Stored items:
━━━━

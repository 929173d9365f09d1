use anyhow::{Context, Result};
use migration::{Migrator, MigratorTrait};
use shared::{get_db_connection, Config, IntradayRepository, TickerList};
use std::path::Path;
use std::sync::Arc;
use tracing::{info, warn};
use trading_gym::config::EnvConfig;
use trading_gym::data::{read_feature_table, write_feature_table, Alignment, FeatureStore, Tick};
use trading_gym::env::TradingEnv;
use trading_gym::evaluation::{policy_by_name, EvaluationReport, EvaluationRunner};
use trading_gym::indicators::compute_features;

async fn repository(config: &Config) -> Result<IntradayRepository> {
    let db = get_db_connection(&config.database_url).await?;
    Migrator::up(&db, None)
        .await
        .context("failed to apply migrations")?;
    Ok(IntradayRepository::new(Arc::new(db)))
}

/// Requested symbol, else the ticker list, else everything stored
async fn resolve_symbols(
    config: &Config,
    repo: &IntradayRepository,
    symbol: Option<String>,
) -> Result<Vec<String>> {
    if let Some(symbol) = symbol {
        return Ok(vec![symbol.trim().to_ascii_uppercase()]);
    }
    let tracked = TickerList::new(config.tickers_file.clone()).load()?;
    if !tracked.is_empty() {
        return Ok(tracked);
    }
    warn!(
        "No tickers in {}, using every stored symbol",
        config.tickers_file.display()
    );
    repo.symbols().await
}

pub async fn import(config: &Config, file: &Path) -> Result<()> {
    let mut reader = csv::ReaderBuilder::new()
        .trim(csv::Trim::All)
        .from_path(file)
        .with_context(|| format!("failed to open {}", file.display()))?;

    let mut ticks = Vec::new();
    let mut skipped = 0usize;
    for record in reader.deserialize() {
        let tick: Tick = record?;
        if tick.is_valid() {
            ticks.push(tick);
        } else {
            skipped += 1;
        }
    }
    if skipped > 0 {
        warn!("Skipped {} malformed bars from {}", skipped, file.display());
    }

    let repo = repository(config).await?;
    let inserted = repo.insert_ticks(&ticks).await?;
    info!(
        "Imported {} new bars from {} ({} already stored)",
        inserted,
        file.display(),
        ticks.len() as u64 - inserted
    );
    Ok(())
}

pub async fn indicators(config: &Config, symbol: Option<String>) -> Result<()> {
    let repo = repository(config).await?;
    for symbol in resolve_symbols(config, &repo, symbol).await? {
        let ticks = repo.load_ticks(&symbol).await?;
        if ticks.is_empty() {
            warn!("No bars stored for {}", symbol);
            continue;
        }
        let rows = compute_features(&ticks)
            .with_context(|| format!("failed to compute indicators for {}", symbol))?;
        let updated = repo.save_features(&rows).await?;
        info!("{}: indicators written for {} bars", symbol, updated);
    }
    Ok(())
}

pub async fn export(config: &Config, out: &Path) -> Result<()> {
    let repo = repository(config).await?;
    let symbols = resolve_symbols(config, &repo, None).await?;
    let series = repo.load_feature_series(&symbols).await?;

    let total: usize = series.iter().map(|s| s.rows.len()).sum();
    let rows: Vec<_> = series
        .into_iter()
        .flat_map(|s| s.rows)
        .filter(|row| row.is_complete())
        .collect();
    write_feature_table(out, &rows)?;
    info!(
        "Exported {} rows to {} ({} warm-up rows dropped)",
        rows.len(),
        out.display(),
        total - rows.len()
    );
    Ok(())
}

pub fn evaluate(
    table: &Path,
    policy: &str,
    env_config: EnvConfig,
    alignment: Alignment,
    trade_log: &Path,
    action_log: &Path,
) -> Result<EvaluationReport> {
    let series = read_feature_table(table)
        .with_context(|| format!("failed to read feature table {}", table.display()))?;
    let store = Arc::new(FeatureStore::new(series, alignment)?);
    let mut env = TradingEnv::new(store, env_config)?;
    let mut policy = policy_by_name(policy)?;

    let result =
        EvaluationRunner::new().run_and_log(&mut env, policy.as_mut(), trade_log, action_log)?;
    Ok(EvaluationReport::new(result))
}

#[cfg(test)]
mod tests {
    use super::*;
    use chrono::{Duration, TimeZone, Utc};
    use trading_gym::log::read_trade_log;

    fn write_table(path: &Path) {
        let base = Utc.with_ymd_and_hms(2024, 3, 1, 14, 30, 0).unwrap();
        let mut rows = Vec::new();
        for (symbol, start) in [("AAPL", 180.0), ("MSFT", 410.0)] {
            let ticks: Vec<Tick> = (0..40)
                .map(|i| {
                    let close = start + (i as f64 * 0.5).sin() * 2.0;
                    Tick::new(
                        symbol,
                        base + Duration::minutes(5 * i as i64),
                        close - 0.1,
                        close + 0.4,
                        close - 0.4,
                        close,
                        2_000,
                    )
                })
                .collect();
            rows.extend(compute_features(&ticks).unwrap());
        }
        write_feature_table(path, &rows).unwrap();
    }

    #[test]
    fn test_evaluate_writes_logs() {
        let dir = tempfile::tempdir().unwrap();
        let table = dir.path().join("prepared_data.csv");
        let trade_log = dir.path().join("trade_log.txt");
        let action_log = dir.path().join("actions_log.csv");
        write_table(&table);

        let report = evaluate(
            &table,
            "buy_and_hold",
            EnvConfig::default(),
            Alignment::Index,
            &trade_log,
            &action_log,
        )
        .unwrap();

        let entries = read_trade_log(&trade_log).unwrap();
        assert_eq!(entries.len(), 2 * report.result().steps);
        assert!(action_log.exists());
    }

    #[test]
    fn test_evaluate_rejects_unknown_policy() {
        let dir = tempfile::tempdir().unwrap();
        let table = dir.path().join("prepared_data.csv");
        write_table(&table);

        let err = evaluate(
            &table,
            "oracle",
            EnvConfig::default(),
            Alignment::Index,
            &dir.path().join("t.txt"),
            &dir.path().join("a.csv"),
        )
        .unwrap_err();
        assert!(err.to_string().contains("unknown policy"));
    }
}
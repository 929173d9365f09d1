//! Unit tests for trading-gym modules

#[cfg(test)]
mod tests {
    use chrono::{Duration, TimeZone, Utc};
    use std::sync::Arc;
    use trading_gym::config::{EnvConfig, RewardShaping};
    use trading_gym::data::{Alignment, FeatureRow, FeatureStore, SymbolSeries, Tick};
    use trading_gym::env::{Action, TradingEnv};
    use trading_gym::indicators::{
        calculate_ema, calculate_rsi, calculate_vwap, compute_features, Indicator, EMA, MACD, RSI,
    };
    use trading_gym::portfolio::Ledger;
    use trading_gym::GymError;

    fn flat_row(symbol: &str, minute: i64, close: f64) -> FeatureRow {
        FeatureRow {
            symbol: symbol.to_string(),
            timestamp: Utc.with_ymd_and_hms(2024, 1, 2, 9, 30, 0).unwrap()
                + Duration::minutes(minute),
            close,
            ema_8: Some(close),
            ema_21: Some(close),
            ema_50: Some(close),
            rsi_14: Some(50.0),
            macd: Some(0.0),
            macd_signal: Some(0.0),
            doji: false,
            hammer: false,
            engulfing: false,
            vwap: Some(close),
        }
    }

    #[test]
    fn test_indicator_streaming_matches_batch() {
        let closes: Vec<f64> = (0..60).map(|i| 50.0 + (i as f64 * 0.3).cos() * 4.0).collect();

        let mut ema = EMA::new(21).unwrap();
        let mut rsi = RSI::new(14).unwrap();
        let mut macd = MACD::standard().unwrap();
        for &close in &closes {
            ema.update(close);
            rsi.update(close);
            macd.update(close);
        }

        assert_eq!(ema.value(), calculate_ema(&closes, 21).unwrap().last().copied());
        assert_eq!(rsi.value(), *calculate_rsi(&closes, 14).unwrap().last().unwrap());
        assert!(ema.is_ready());
        assert!(rsi.is_ready());
        assert!(macd.is_ready());
        assert!(macd.histogram().is_some());
    }

    #[test]
    fn test_rsi_bounded_on_noisy_series() {
        let closes: Vec<f64> = (0..200)
            .map(|i| 100.0 + ((i * 37) % 11) as f64 - 5.0 + i as f64 * 0.01)
            .collect();
        for value in calculate_rsi(&closes, 14).unwrap().into_iter().flatten() {
            assert!((0.0..=100.0).contains(&value));
        }
    }

    #[test]
    fn test_vwap_never_divides_by_zero() {
        let vwap = calculate_vwap(&[10.0, 11.0, 12.0], &[0, 0, 0]);
        assert!(vwap.iter().all(Option::is_none));
    }

    #[test]
    fn test_feature_rows_mirror_ticks() {
        let base = Utc.with_ymd_and_hms(2024, 1, 2, 9, 30, 0).unwrap();
        let ticks: Vec<Tick> = (0..16)
            .map(|i| {
                let close = 100.0 + i as f64;
                Tick::new(
                    "AAPL",
                    base + Duration::minutes(i),
                    close - 0.5,
                    close + 0.5,
                    close - 0.8,
                    close,
                    0,
                )
            })
            .collect();

        let rows = compute_features(&ticks).unwrap();
        assert_eq!(rows.len(), ticks.len());
        // zero volume throughout: VWAP never defined, so no row is complete
        assert!(rows.iter().all(|r| r.vwap.is_none() && !r.is_complete()));
        assert_eq!(rows[13].rsi_14, Some(100.0));
    }

    #[test]
    fn test_buy_sell_scenario_from_ten_thousand() {
        let rows = vec![
            flat_row("AAPL", 0, 100.0),
            flat_row("AAPL", 1, 110.0),
            flat_row("AAPL", 2, 105.0),
        ];
        let store =
            Arc::new(FeatureStore::new(vec![SymbolSeries::new("AAPL", rows)], Alignment::Index).unwrap());
        let config = EnvConfig::default().with_reward(RewardShaping::disabled());
        let mut env = TradingEnv::new(store, config).unwrap();

        env.reset().unwrap();
        env.step(&[Action::Buy]).unwrap();
        assert_eq!(env.positions()[0].shares, 100);
        assert_eq!(env.cash(), 0.0);

        let last = env.step(&[Action::Sell]).unwrap();
        assert!(last.done);
        assert_eq!(env.cash(), 11_000.0);
        assert_eq!(env.total_value(), 11_000.0);

        assert!(matches!(
            env.step(&[Action::Hold]),
            Err(GymError::InvalidState(_))
        ));
    }

    #[test]
    fn test_default_shaping_rewards_engulfing_and_vwap() {
        let mut first = flat_row("AAPL", 0, 100.0);
        first.engulfing = true;
        first.vwap = Some(101.0);
        let rows = vec![first, flat_row("AAPL", 1, 100.0)];
        let store =
            Arc::new(FeatureStore::new(vec![SymbolSeries::new("AAPL", rows)], Alignment::Index).unwrap());
        let mut env = TradingEnv::new(store, EnvConfig::default()).unwrap();

        env.reset().unwrap();
        let result = env.step(&[Action::Buy]).unwrap();
        // 10 for engulfing + 10 for buying below VWAP, no mark-to-market change
        assert_eq!(result.reward, 20.0);
    }

    #[test]
    fn test_ledger_invariants_under_alternating_trades() {
        let mut ledger = Ledger::new(&["AAPL", "MSFT", "NVDA"], 25_000.0).unwrap();
        let mut price = 17.0;
        for i in 0..300usize {
            price = (price * 1.37) % 450.0 + 1.0;
            let action = Action::try_from((i % 3) as u8).unwrap();
            ledger.apply(action, i % 3, price);
            assert!(ledger.cash() >= 0.0);
        }
        let marked = ledger.mark_to_market(&[Some(10.0), Some(10.0), Some(10.0)]);
        assert!(marked >= ledger.cash());
    }
}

━━━━

● **Directions**
Filter the preceding entries down to the lines with "first".

● **Reply to the task**
        let mut first = flat_row("AAPL", 0, 100.0);
        first.engulfing = true;
        first.vwap = Some(101.0);
        let rows = vec![first, flat_row("AAPL", 1, 100.0)];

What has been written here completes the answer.